Wednesday, March 23, 2016

Light to the Ends of the Earth
Listen to me, you islands; hear this, you distant nations: Before I was born the LORD called me; from my mother’s womb he has spoken my name. He made my mouth like a sharpened sword, in the shadow of his hand he hid me; he made me into a polished arrow and concealed me in his quiver. He said to me, “You are my servant, Israel, in whom I will display my splendor.” (Isaiah 49:1-3)
Messiah, God’s chosen servant, is representative of the whole of God’s chosen nation, Israel. He is the righteous Jew, the faithful Israelite. In a very real way, he is Israel, and so assumes the role Israel was intended to play in the plan of God: to bear the light of God’s glory to the nations. Israel had failed disastrously in that role, which is why Messiah was needed in the first place, to come and deliver her.

Where Israel had failed, however, Messiah would succeed. God would display his splendor through him, yet not without difficulty. For Messiah says, “I have labored in vain; I have spent my strength for nothing at all. Yet what is due me is in the LORD’s hand, and my reward is with my God” (Isaiah 49:4).

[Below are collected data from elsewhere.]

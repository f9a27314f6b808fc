// src/main.rs - Print the resolved pin map of the running board
use clap::Parser;
use std::path::PathBuf;
use std::process::ExitCode;

use ti_gpio::{GpioLine, NumberingMode, Resolution, Resolver, ResolverConfig};

/// Board pin resolution inspector
#[derive(Parser, Debug)]
#[command(name = "ti-gpio-info", about = "Show how header pins map to GPIO and PWM sysfs resources.")]
struct Cli {
    /// Path to a TOML config file (overrides defaults)
    #[arg(short, long)]
    config: Option<PathBuf>,

    /// Numbering mode to list channels in (board, bcm, soc)
    #[arg(short, long, default_value = "board")]
    mode: NumberingMode,

    /// Dump the whole resolution as JSON
    #[arg(long)]
    json: bool,

    /// Enable debug logging
    #[arg(short, long)]
    verbose: bool,
}

fn main() -> ExitCode {
    let cli = Cli::parse();

    tracing_subscriber::fmt()
        .with_max_level(if cli.verbose { tracing::Level::DEBUG } else { tracing::Level::INFO })
        .with_writer(std::io::stderr)
        .init();

    let config = match &cli.config {
        Some(path) => match ti_gpio::load_config(path) {
            Ok(config) => config,
            Err(e) => {
                tracing::error!("Failed to load config from '{}': {}", path.display(), e);
                return ExitCode::FAILURE;
            }
        },
        None => ResolverConfig::default(),
    };

    let resolution = match Resolver::new(config).resolve() {
        Ok(resolution) => resolution,
        Err(e) => {
            tracing::error!("Pin resolution failed: {}", e);
            return ExitCode::FAILURE;
        }
    };

    if cli.json {
        match serde_json::to_string_pretty(&resolution) {
            Ok(json) => println!("{}", json),
            Err(e) => {
                tracing::error!("Failed to serialize resolution: {}", e);
                return ExitCode::FAILURE;
            }
        }
    } else {
        print_table(&resolution, cli.mode);
    }
    ExitCode::SUCCESS
}

fn print_table(resolution: &Resolution, mode: NumberingMode) {
    println!("Model: {}", resolution.model);
    for (key, value) in resolution.info.iter() {
        println!("  {:<13}{}", key, value);
    }
    println!();
    println!("{:<10} {:>5} {:>6} {:<10} PWM", mode.as_str(), "CHIP", "LINE", "NAME");
    for info in resolution.channels.table(mode) {
        let name = match &info.line {
            GpioLine::Global { name, .. } => name.as_str(),
            GpioLine::ChipRelative { .. } => "-",
        };
        let pwm = match (info.pwm(), info.pwm_id) {
            (Some((dir, id)), _) => format!("{} #{}", dir.display(), id),
            (None, Some(id)) => format!("unavailable (#{})", id),
            (None, None) => "-".to_string(),
        };
        println!(
            "{:<10} {:>5} {:>6} {:<10} {}",
            info.channel.to_string(),
            info.gpio_chip,
            info.line.number(),
            name,
            pwm
        );
    }
}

In the Gospel, John speaks of the Word, Jesus, through whom the whole world was made, and says, “He was in the world, and though the world was made through him, the world did not recognize him. He came to that which was his own, but his own did not receive him” (John 1:10-11). In the Sermon on the Mount, Jesus said, “Enter through the narrow gate. For wide is the gate and broad is the road that leads to destruction, and many enter through it. But small is the gate and narrow the road that leads to life, and only a few find it” (Matthew 7:13-14).

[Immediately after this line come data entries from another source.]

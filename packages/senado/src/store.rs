//! Local cache layout and remote endpoints per record kind.

use std::fmt;
use std::path::{Path, PathBuf};

use crate::config::{DATA_DIR_ENV, DEFAULT_DATA_DIR};

/// The kinds of record the service exposes.
#[derive(Debug, Clone, Copy, PartialEq, Eq, Hash)]
pub enum RecordKind {
    Senator,
    Bill,
    LegislativeTerm,
}

impl RecordKind {
    /// Name used by the service for this kind.
    #[must_use]
    pub fn as_str(&self) -> &'static str {
        match self {
            Self::Senator => "senador",
            Self::Bill => "materia",
            Self::LegislativeTerm => "legislatura",
        }
    }

    /// Cache directory of this kind, relative to the data root.
    #[must_use]
    pub fn cache_segments(&self) -> &'static [&'static str] {
        match self {
            Self::Senator => &["senador"],
            Self::Bill => &["materia"],
            Self::LegislativeTerm => &["senador", "lista", "legislatura"],
        }
    }

    /// Remote endpoint for a record of this kind.
    ///
    /// # Examples
    /// ```
    /// use congresso_senado::store::RecordKind;
    ///
    /// assert_eq!(
    ///     RecordKind::Senator.endpoint("http://example.org/dadosabertos", 4981),
    ///     "http://example.org/dadosabertos/senador/4981/historico"
    /// );
    /// ```
    #[must_use]
    pub fn endpoint(&self, base_url: &str, id: u32) -> String {
        let base = base_url.trim_end_matches('/');
        match self {
            Self::Senator => format!("{base}/senador/{id}/historico"),
            Self::Bill => format!("{base}/materia/{id}"),
            Self::LegislativeTerm => format!("{base}/senador/lista/legislatura/{id}"),
        }
    }
}

impl fmt::Display for RecordKind {
    fn fmt(&self, f: &mut fmt::Formatter<'_>) -> fmt::Result {
        f.write_str(self.as_str())
    }
}

/// Data root used when no cache directory is configured.
///
/// `$SENADO_DATA_DIR` when set, otherwise `./data`.
pub fn default_data_root() -> PathBuf {
    std::env::var_os(DATA_DIR_ENV)
        .map(PathBuf::from)
        .unwrap_or_else(|| PathBuf::from(DEFAULT_DATA_DIR))
}

/// Expand a leading `~` and make the path absolute.
pub fn normalize_base(path: &Path) -> PathBuf {
    let expanded = match path.strip_prefix("~") {
        Ok(rest) => match std::env::var_os("HOME") {
            Some(home) => PathBuf::from(home).join(rest),
            None => path.to_path_buf(),
        },
        Err(_) => path.to_path_buf(),
    };
    std::path::absolute(&expanded).unwrap_or(expanded)
}

/// Cache directory for one record kind.
#[derive(Debug, Clone, PartialEq, Eq)]
pub struct RecordStore {
    kind: RecordKind,
    base: PathBuf,
}

impl RecordStore {
    /// Resolve the cache directory of `kind`, honouring an explicit override.
    #[must_use]
    pub fn resolve(kind: RecordKind, base_local: Option<&Path>) -> Self {
        let base = match base_local {
            Some(path) => normalize_base(path),
            None => {
                let mut base = default_data_root();
                base.extend(kind.cache_segments());
                normalize_base(&base)
            }
        };
        Self { kind, base }
    }

    #[must_use]
    pub fn kind(&self) -> RecordKind {
        self.kind
    }

    #[must_use]
    pub fn base(&self) -> &Path {
        &self.base
    }

    /// Cache file of a record: `{base}/{id}.xml`.
    #[must_use]
    pub fn path_for(&self, id: u32) -> PathBuf {
        self.base.join(format!("{id}.xml"))
    }

    /// The directory `levels` above the base, or the base itself when the
    /// path is too short.
    #[must_use]
    pub fn ancestor(&self, levels: usize) -> PathBuf {
        self.base
            .ancestors()
            .nth(levels)
            .map_or_else(|| self.base.clone(), Path::to_path_buf)
    }

    /// Cache directory of another kind living next to this one.
    ///
    /// Senators and bills share a parent directory, so the bill cache of
    /// `data/senador` is `data/materia`.
    #[must_use]
    pub fn sibling(&self, kind: RecordKind) -> PathBuf {
        let root = self.ancestor(self.kind.cache_segments().len());
        let mut base = root;
        base.extend(kind.cache_segments());
        base
    }
}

From this it might seem that the mission of Messiah would be largely ineffective — he was rejected by many of his own people. Did Messiah labor in vain? No, because that is not the whole story, not even of this prophecy in Isaiah 49. Messiah leaves it in the hands of the Lord, and the Lord has a plan that is more encompassing than initial conditions might have suggested.
And now the LORD says — he who formed me in the womb to be his servant to bring Jacob back to him and gather Israel to himself, for I am honored in the eyes of the LORD and my God has been my strength — he says: “It is too small a thing for you to be my servant to restore the tribes of Jacob and bring back those of Israel I have kept. I will also make you a light for the Gentiles, that my salvation may reach to the ends of the earth." (Isaiah 49:5-6)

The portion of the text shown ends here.